━━━━━ Supplied records

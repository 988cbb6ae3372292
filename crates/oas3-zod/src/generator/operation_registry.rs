use std::collections::HashSet;

use http::Method;

use crate::{
  generator::spec::{OpenApiDocument, Operation, PathItem},
  naming::identifiers::{ensure_unique, operation_alias},
};

/// One operation selected for generation.
#[derive(Debug, Clone)]
pub struct OperationEntry<'d> {
  /// Unique camelCase alias used in the generated route list.
  pub alias: String,
  pub method: Method,
  /// The URL path pattern (e.g., `/users/{id}`).
  pub path: &'d str,
  pub path_item: &'d PathItem,
  pub operation: &'d Operation,
}

impl OperationEntry<'_> {
  pub fn operation_id(&self) -> Option<&str> {
    self.operation.operation_id.as_deref()
  }
}

/// Filter for including or excluding operations from code generation.
///
/// An operation matches by its `operationId` or by its alias. Exclusion takes
/// precedence when an operation matches both sets.
#[derive(Debug, Clone, Default)]
pub struct OperationFilter {
  only: Option<HashSet<String>>,
  excluded: Option<HashSet<String>>,
}

impl OperationFilter {
  #[must_use]
  pub fn new(only: Option<&HashSet<String>>, excluded: Option<&HashSet<String>>) -> Self {
    Self {
      only: only.cloned(),
      excluded: excluded.cloned(),
    }
  }

  /// Returns whether an operation known by any of `ids` passes this filter.
  #[must_use]
  pub fn accepts<S>(&self, ids: &[S]) -> bool
  where
    S: AsRef<str>,
  {
    let matches = |set: &HashSet<String>| ids.iter().any(|id| set.contains(id.as_ref()));

    if let Some(ref included) = self.only
      && !matches(included)
    {
      return false;
    }

    if let Some(ref excluded) = self.excluded
      && matches(excluded)
    {
      return false;
    }

    true
  }
}

/// Every operation in the document that passes the filter, in document order
/// (paths, then methods in a fixed order).
#[derive(Debug, Clone, Default)]
pub struct OperationRegistry<'d> {
  entries: Vec<OperationEntry<'d>>,
}

impl<'d> OperationRegistry<'d> {
  #[must_use]
  pub fn new(document: &'d OpenApiDocument) -> Self {
    Self::with_filter(document, &OperationFilter::default())
  }

  #[must_use]
  pub fn with_filter(document: &'d OpenApiDocument, filter: &OperationFilter) -> Self {
    let mut used = HashSet::new();
    let mut entries = vec![];

    for (path, path_item) in &document.paths {
      for (method, operation) in path_item.operations() {
        let base_alias = operation_alias(operation.operation_id.as_deref(), method.as_str(), path);
        let ids = [operation.operation_id.as_deref().unwrap_or_default(), base_alias.as_str()];
        if !filter.accepts(&ids) {
          continue;
        }

        entries.push(OperationEntry {
          alias: ensure_unique(&base_alias, &mut used),
          method,
          path,
          path_item,
          operation,
        });
      }
    }

    Self { entries }
  }

  pub fn operations(&self) -> impl Iterator<Item = &OperationEntry<'d>> {
    self.entries.iter()
  }
}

━━━━━━━━━━

Exercise description:
Retype the listing above in full, exactly as it stands.

Output of the exercise:
repository 988cbb6ae3372292
filename crates/oas3-zod/src/generator/operation_registry.rs
use std::collections::HashSet;

use http::Method;

use crate::{
  generator::spec::{OpenApiDocument, Operation, PathItem},
  naming::identifiers::{ensure_unique, operation_alias},
};

/// One operation selected for generation.
#[derive(Debug, Clone)]
pub struct OperationEntry<'d> {
  /// Unique camelCase alias used in the generated route list.
  pub alias: String,
  pub method: Method,
  /// The URL path pattern (e.g., `/users/{id}`).
  pub path: &'d str,
  pub path_item: &'d PathItem,
  pub operation: &'d Operation,
}

impl OperationEntry<'_> {
  pub fn operation_id(&self) -> Option<&str> {
    self.operation.operation_id.as_deref()
  }
}

/// Filter for including or excluding operations from code generation.
///
/// An operation matches by its `operationId` or by its alias. Exclusion takes
/// precedence when an operation matches both sets.
#[derive(Debug, Clone, Default)]
pub struct OperationFilter {
  only: Option<HashSet<String>>,
  excluded: Option<HashSet<String>>,
}

impl OperationFilter {
  #[must_use]
  pub fn new(only: Option<&HashSet<String>>, excluded: Option<&HashSet<String>>) -> Self {
    Self {
      only: only.cloned(),
      excluded: excluded.cloned(),
    }
  }

  /// Returns whether an operation known by any of `ids` passes this filter.
  #[must_use]
  pub fn accepts<S>(&self, ids: &[S]) -> bool
  where
    S: AsRef<str>,
  {
    let matches = |set: &HashSet<String>| ids.iter().any(|id| set.contains(id.as_ref()));

    if let Some(ref included) = self.only
      && !matches(included)
    {
      return false;
    }

    if let Some(ref excluded) = self.excluded
      && matches(excluded)
    {
      return false;
    }

    true
  }
}

/// Every operation in the document that passes the filter, in document order
/// (paths, then methods in a fixed order).
#[derive(Debug, Clone, Default)]
pub struct OperationRegistry<'d> {
  entries: Vec<OperationEntry<'d>>,
}

impl<'d> OperationRegistry<'d> {
  #[must_use]
  pub fn new(document: &'d OpenApiDocument) -> Self {
    Self::with_filter(document, &OperationFilter::default())
  }

  #[must_use]
  pub fn with_filter(document: &'d OpenApiDocument, filter: &OperationFilter) -> Self {
    let mut used = HashSet::new();
    let mut entries = vec![];

    for (path, path_item) in &document.paths {
      for (method, operation) in path_item.operations() {
        let base_alias = operation_alias(operation.operation_id.as_deref(), method.as_str(), path);
        let ids = [operation.operation_id.as_deref().unwrap_or_default(), base_alias.as_str()];
        if !filter.accepts(&ids) {
          continue;
        }

        entries.push(OperationEntry {
          alias: ensure_unique(&base_alias, &mut used),
          method,
          path,
          path_item,
          operation,
        });
      }
    }

    Self { entries }
  }

  pub fn operations(&self) -> impl Iterator<Item = &OperationEntry<'d>> {
    self.entries.iter()
  }
}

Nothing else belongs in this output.